Sarah Rachel Levenson, a former East End fortune-teller, operated her salon at 47A New Bond Street on the theme, as espoused in her bestselling pamphlet of the same name, "Beautiful for Ever." Her annual income was estimated at £20,000, much of it from the purveyance of such "cosmetics" as "The Magnetic Rock Dew Water of the Sahara," and "Jordan River Waters." She also had a side income from well-to-do gents who'd pay handsomely to look through peep-holes at Madame's clients in their Arabian baths.

One of her customers was a wealthy Army widow named Mary Borrodaile. Madame somehow convinced  Mrs. Borrodaile that Lord Ranelagh, whom she met entirely by accident in the shop one day, had become infatuated with her. To snare the Viscount, Mary was advised to begin an extensive and, to be sure, expensive beauty regimen. To fan the flame, Madame passed along bogus notes from Lord Ranelagh (who was cleared of involvement) to Mrs. Borrodaile, who wrote back pathetic "My Dear William" letters. Thousands of pounds down the drain, friends of Mrs. Borrodaile intervened on the victim's behalf and charges were filed.
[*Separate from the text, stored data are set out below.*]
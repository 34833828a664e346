//! Remailer Client
//!
//! High-level client for sending anonymous messages and replies.
//!
//! # Usage
//!
//! ```ignore
//! let config = RemailerConfig::with_data_dir("/var/lib/remailer");
//! let mut client = RemailerClient::new(config)?;
//! client.bootstrap("keyring password")?;
//!
//! // Forward message
//! client.send_message(b"hello", &["bob@example.org".into()]).await?;
//!
//! // Reply blocks for others to answer with
//! let blocks = client.generate_reply_blocks(2, "me@example.org")?;
//! client.save_keyring("keyring password")?;
//! ```

use tracing::{info, warn};

use crate::assembler::{AssembledPacket, MessageAssembler};
use crate::config::RemailerConfig;
use crate::decoder::{DecodedReply, ReplyDecoder};
use crate::directory::DescriptorList;
use crate::key_pool::KeyPool;
use crate::keyring::Keyring;
use crate::reply_block::ReplyBlock;
use crate::tls::TlsConfig;
use crate::transport::MmtpClient;
use crate::{unix_now, MixError, MixResult, MAX_HOPS};

/// Remailer client
#[derive(Debug)]
pub struct RemailerClient {
    /// Client configuration
    config: RemailerConfig,
    /// Known relays
    directory: DescriptorList,
    /// Reply decoding, owns the keyring
    decoder: ReplyDecoder,
    /// Pre-generated hop secrets
    key_pool: KeyPool,
    /// Connections to first hops
    transport: MmtpClient,
    /// Client state
    state: ClientState,
}

/// Client state
#[derive(Debug, Clone, Copy, PartialEq, Eq)]
pub enum ClientState {
    /// Created, directory and keyring not loaded
    Initializing,
    /// Ready to send
    Ready,
    /// Shut down
    Stopped,
}

/// Outcome of sending the packets of one message
#[derive(Debug, Clone, Copy, PartialEq, Eq, Default)]
pub struct SendReport {
    /// Packets the first hop acknowledged
    pub accepted: usize,
    /// Packets the first hop refused
    pub rejected: usize,
    /// Packets lost to connection or protocol errors
    pub failed: usize,
}

impl SendReport {
    /// Every packet was accepted
    pub fn is_complete(&self) -> bool {
        self.rejected == 0 && self.failed == 0
    }
}

impl RemailerClient {
    /// Create new client
    pub fn new(config: RemailerConfig) -> MixResult<Self> {
        config.validate()?;

        let tls = TlsConfig::from_settings(&config.transport, &config.tls)?;
        let key_pool = KeyPool::new(config.key_pool_capacity)?;

        Ok(Self {
            config,
            directory: DescriptorList::new(),
            decoder: ReplyDecoder::new(Keyring::new()),
            key_pool,
            transport: MmtpClient::new(tls),
            state: ClientState::Initializing,
        })
    }

    /// Use `directory` instead of the configured directory file
    pub fn with_directory(mut self, directory: DescriptorList) -> Self {
        self.directory = directory;
        self
    }

    /// Get client state
    pub fn state(&self) -> ClientState {
        self.state
    }

    /// Check if client is ready
    pub fn is_ready(&self) -> bool {
        self.state == ClientState::Ready
    }

    /// Load the directory (unless one was supplied) and the keyring
    pub fn bootstrap(&mut self, password: &str) -> MixResult<()> {
        if self.directory.is_empty() {
            self.directory = DescriptorList::load(&self.config.directory_file)?;
        }
        if self.directory.is_empty() {
            return Err(MixError::NoPath("directory lists no relays".into()));
        }

        let keyring = if self.config.keyring_file.exists() {
            Keyring::load(&self.config.keyring_file, password)?
        } else {
            Keyring::new()
        };
        self.decoder = ReplyDecoder::new(keyring);

        self.state = ClientState::Ready;
        info!(relays = self.directory.len(), secrets = self.decoder.keyring().len(), "client ready");
        Ok(())
    }

    /// Persist the keyring under `password`
    pub fn save_keyring(&self, password: &str) -> MixResult<()> {
        self.decoder.keyring().save(&self.config.keyring_file, password)
    }

    fn ensure_ready(&self) -> MixResult<()> {
        match self.state {
            ClientState::Ready => Ok(()),
            state => Err(MixError::Internal(format!("client is not ready ({:?})", state))),
        }
    }

    fn assembler(&self) -> MixResult<MessageAssembler<'_>> {
        Ok(MessageAssembler::new(&self.directory, self.config.hops)?.with_secrets(&self.key_pool))
    }

    /// Reply blocks delivering to `address`, keyed by the current keyring
    /// secret (a new one when none is valid)
    pub fn generate_reply_blocks(&mut self, count: usize, address: &str) -> MixResult<Vec<ReplyBlock>> {
        self.ensure_ready()?;
        let now = unix_now();
        let keyring = self.decoder.keyring_mut();
        let secret = match keyring.current_secret(now) {
            Some(secret) => *secret,
            None => keyring.new_secret_at(now)?,
        };

        let hops = self.config.hops.min(MAX_HOPS);
        let blocks = (0..count)
            .map(|_| {
                let path = self.directory.random_path_with_exit(hops)?;
                ReplyBlock::build_at(address, &path, &secret, now)
            })
            .collect::<MixResult<Vec<_>>>()?;
        info!(count, hops, "generated reply blocks");
        Ok(blocks)
    }

    /// Packets for `message`, with the configured number of reply blocks
    /// appended to the text
    pub fn build_message(&mut self, message: &[u8], recipients: &[String]) -> MixResult<Vec<AssembledPacket>> {
        self.ensure_ready()?;
        let mut body = message.to_vec();
        if self.config.reply_blocks > 0 {
            let address = self
                .config
                .return_address
                .clone()
                .ok_or_else(|| MixError::MissingConfiguration("return address required for reply blocks".into()))?;
            for block in self.generate_reply_blocks(self.config.reply_blocks, &address)? {
                body.push(b'\n');
                body.extend_from_slice(block.to_armored().as_bytes());
            }
        }
        self.assembler()?.assemble_message(&body, recipients)
    }

    /// Packets answering the sender of `reply_blocks_text`
    pub fn build_reply(&self, message: &[u8], reply_blocks_text: &str) -> MixResult<Vec<AssembledPacket>> {
        self.ensure_ready()?;
        let blocks = ReplyBlock::parse_valid(reply_blocks_text, unix_now())?;
        self.assembler()?.assemble_reply_message(message, &blocks)
    }

    /// Build and send a forward message
    pub async fn send_message(&mut self, message: &[u8], recipients: &[String]) -> MixResult<SendReport> {
        let packets = self.build_message(message, recipients)?;
        Ok(self.send_packets(&packets).await)
    }

    /// Build and send a reply through the blocks in `reply_blocks_text`
    pub async fn send_reply(&self, message: &[u8], reply_blocks_text: &str) -> MixResult<SendReport> {
        let packets = self.build_reply(message, reply_blocks_text)?;
        Ok(self.send_packets(&packets).await)
    }

    /// Send each packet to its first hop
    pub async fn send_packets(&self, packets: &[AssembledPacket]) -> SendReport {
        let mut report = SendReport::default();
        for packet in packets {
            match self.transport.send_assembled(packet).await {
                Ok(true) => report.accepted += 1,
                Ok(false) => report.rejected += 1,
                Err(e) => {
                    warn!(relay = packet.first_hop.nickname(), error = %e, "sending packet failed");
                    report.failed += 1;
                }
            }
        }
        info!(?report, "message sent");
        report
    }

    /// Send a junk packet to a random relay
    pub async fn send_junk(&self) -> MixResult<bool> {
        self.ensure_ready()?;
        let relay = self.directory.random()?;
        self.transport.send_junk(relay.host(), relay.port()).await
    }

    /// Decode an armored reply addressed to one of our reply blocks
    pub fn decode(&self, text: &str) -> MixResult<DecodedReply> {
        self.decoder.decode(text)
    }

    /// Shutdown the client
    pub fn shutdown(&mut self) {
        self.state = ClientState::Stopped;
    }

    /// Known relays
    pub fn directory(&self) -> &DescriptorList {
        &self.directory
    }

    /// Keyring in use
    pub fn keyring(&self) -> &Keyring {
        self.decoder.keyring()
    }

    /// Client configuration
    pub fn config(&self) -> &RemailerConfig {
        &self.config
    }
}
Heavily rouged, her hair dyed a bright yellow, poor Mary makes a very poor witness; a crueler newspaper described her as a "senescent Sappho," even the prosecution described her as a "foolish, misguided woman." Yet, her sad story wins a conviction.  The stiffness of the jail term is a surprise to all but none more so than Madame Rachel, who faints in a dead swoom and must be carried insensible from the Old Bailey. The Illustrated London News found Madame's plight rather pathetic: "Surely the court should have been full of perfume, and enamel, and chignons ... Have the plastered and dyed and painted over all forsaken their Jewess?"  But Serjeant Ballentine, who led the prosecution, called Madame Rachel, "one of the most filthy and dangerous moral pests that have existed in my time."

Her sentence served, the unrepentant Madame reestablished herself quietly near Portman Square. In 1878, she was arrested again and returned to prison where she died.